Dafür müssen normale Menschen - im Übrigen auch gut verdienende Leute wie Richter, Anwälte, Ärzte, Abteilungsleiter oder Manager bei Mittelständlern, mindestens 15-20 Jahre lang arbeiten gehen.
6. Damit wir uns verstehen: Geld verdienen per se ist nichts Unmoralisches. Der Profifußball ist ein Geschäft und wir alle akzeptieren das schon damit stillschweigend, dass wir zusehen und den Spielern zujubeln. Man muss aber mal alles ins Verhältnis setzen. Und in normalen Relationen betrachtet, verdienen Profifußballer auch wenn sie beim FCK oder in Braunschweig spielen in wenigen Berufsjahren sehr gutes Geld. Dass viele schlicht zu bleed sind, um nach Karriereende noch mit einem anderen Beruf ihren Lebensunterhalt zu verdienen oder um ihr Geld gewinnbringend anzulegen, ist deren Problem.
7. Es gibt auch in einem Geschäft wie dem Profifußball Geschmacksgrenzen, bei denen man als normaler Mensch echte Verständnisprobleme bekommt. Für mich sind dieses Jahr in mehrerlei Hinsicht solche Grenzen erreicht. Der Fußball stinkt vom Keller bis unters Dach. Das beginnt bei Selke und Orban und hört bei Sepp Blatter auf. Warum man diesen Bogen berechtigterweise schlagen kann?

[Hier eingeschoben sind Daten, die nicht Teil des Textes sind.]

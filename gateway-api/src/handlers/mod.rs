pub mod health;
pub mod metadata;

pub use health::health_check;
pub use metadata::openapi_document;
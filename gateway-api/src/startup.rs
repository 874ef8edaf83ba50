//! Application assembly and the development listener.

use crate::config::Settings;
use crate::handlers;
use crate::lambda::limit_response_body;
use crate::providers::ModelProvider;
use crate::routers;
use axum::{middleware::from_fn_with_state, routing::get, Router};
use service_core::error::AppError;
use service_core::middleware::{permissive_cors, timing_middleware, AccessLogSink, TracingAccessLog};
use std::sync::Arc;
use tokio::net::TcpListener;
use tokio::signal;
use tower_http::catch_panic::CatchPanicLayer;

pub const HEALTH_PATH: &str = "/health";
pub const OPENAPI_PATH: &str = "/openapi.json";

/// Shared state handed to every handler.
#[derive(Clone)]
pub struct AppState {
    pub settings: Arc<Settings>,
    pub provider: Arc<dyn ModelProvider>,
}

impl AppState {
    pub fn new(settings: Settings, provider: Arc<dyn ModelProvider>) -> Self {
        Self {
            settings: Arc::new(settings),
            provider,
        }
    }
}

/// Compose the full application.
///
/// Layer order, outermost first: CORS, request timing, panic recovery,
/// routing. Preflight requests are answered by the CORS layer; everything
/// else is timed, including requests whose handler panics (they surface
/// as a plain 500).
pub fn build_router(state: AppState, access_log: Arc<dyn AccessLogSink>) -> Router {
    assemble(state, access_log, None)
}

/// [`build_router`] with an optional cap on buffered response bodies,
/// enforced inside the timing layer so the logged status is the one sent.
pub(crate) fn assemble(
    state: AppState,
    access_log: Arc<dyn AccessLogSink>,
    response_limit: Option<usize>,
) -> Router {
    let prefix = state.settings.api.route_prefix.clone();
    let cors = permissive_cors(state.settings.cors.allow_credentials);

    let router = Router::new()
        .route(HEALTH_PATH, get(handlers::health_check))
        .route(OPENAPI_PATH, get(handlers::openapi_document));

    let router = if prefix.is_empty() {
        router.merge(routers::api_router())
    } else {
        router.nest(&prefix, routers::api_router())
    };

    let router = router.layer(CatchPanicLayer::new());
    let router = match response_limit {
        Some(limit) => router.layer(from_fn_with_state(limit, limit_response_body)),
        None => router,
    };

    router
        .layer(from_fn_with_state(access_log, timing_middleware))
        .layer(cors)
        .with_state(state)
}

/// Network listener for local and container deployments.
pub struct Application {
    port: u16,
    listener: TcpListener,
    router: Router,
}

impl Application {
    pub async fn build(settings: Settings, provider: Arc<dyn ModelProvider>) -> Result<Self, AppError> {
        let address = settings.server.address();
        let listener = TcpListener::bind(&address).await.map_err(|e| {
            tracing::error!("Failed to bind TCP listener to {}: {}", address, e);
            AppError::from(e)
        })?;
        let port = listener.local_addr()?.port();

        tracing::info!(
            title = %settings.api.title,
            version = %settings.api.version,
            prefix = %settings.api.route_prefix,
            "Listening on {}:{}",
            settings.server.host,
            port
        );

        let router = build_router(AppState::new(settings, provider), Arc::new(TracingAccessLog));

        Ok(Self {
            port,
            listener,
            router,
        })
    }

    pub fn port(&self) -> u16 {
        self.port
    }

    pub async fn run_until_stopped(self) -> std::io::Result<()> {
        axum::serve(self.listener, self.router)
            .with_graceful_shutdown(shutdown_signal())
            .await
    }
}

async fn shutdown_signal() {
    let ctrl_c = async {
        if let Err(e) = signal::ctrl_c().await {
            tracing::error!("Failed to install Ctrl+C handler: {}", e);
            std::future::pending::<()>().await;
        }
    };

    #[cfg(unix)]
    let terminate = async {
        match signal::unix::signal(signal::unix::SignalKind::terminate()) {
            Ok(mut sigterm) => {
                sigterm.recv().await;
            }
            Err(e) => {
                tracing::error!("Failed to install SIGTERM handler: {}", e);
                std::future::pending::<()>().await;
            }
        }
    };

    #[cfg(not(unix))]
    let terminate = std::future::pending::<()>();

    tokio::select! {
        _ = ctrl_c => {},
        _ = terminate => {},
    }

    tracing::info!("Shutdown signal received");
}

Ganz einfach: Auch wenn viel Geld im Spiel ist, sollte Profisport immernoch dem Selbstzweck dienen, dass man als Spieler dort, wo man spielt, den maximalen sportlichen Erfolg erzielt. Selbstverständlich zieht dieser dann automatisch finanzielle Einkünfte/Belohnungen nach sich. Solange diese Gleichung erfüllt war, haben das die Leute auch hingenommen. Darum geht es aber augenscheinlich sehr vielen Spielern gar nicht mehr. Es geht anscheinend tatsächlich nur noch darum, in wenigen Jahren möglichst viel Geld abzusahnen, ganz unabhängig davon, ob man sportlich erfolgreich ist oder nicht.
Fazit: Dieser Trend ist frappierend und gefährdet letztlich den Fußball als Mannschaftssport in seiner Existenz. Denn eine solche nur noch rein egoistische Entwicklung steht in direktem Widerspruch zum grundlegenden Selbtszweck des Fußballspiels: Zusammen in einer Gruppe nach dem maximalen Erfolg streben. Ich-AGs holen aber weder Titel, noch gute Tabellenplätze. Und dass das stimmt, kann man gerade an Konstrukten wie Hoffenheim sehen. Hoffenheim hat bisher noch nie einen Titel geholt und trotz der Qualität, die auf dem Platz steht, stets nur vorübergehend sportlich "zu begeistern" gewusst.
Herr O. steht für diesen Trend, genau wie ein Herr Selke. Deswegen muss man mit allem was man hat, dagegen ankämpfen. Und wenn man in der Kreisliga landet.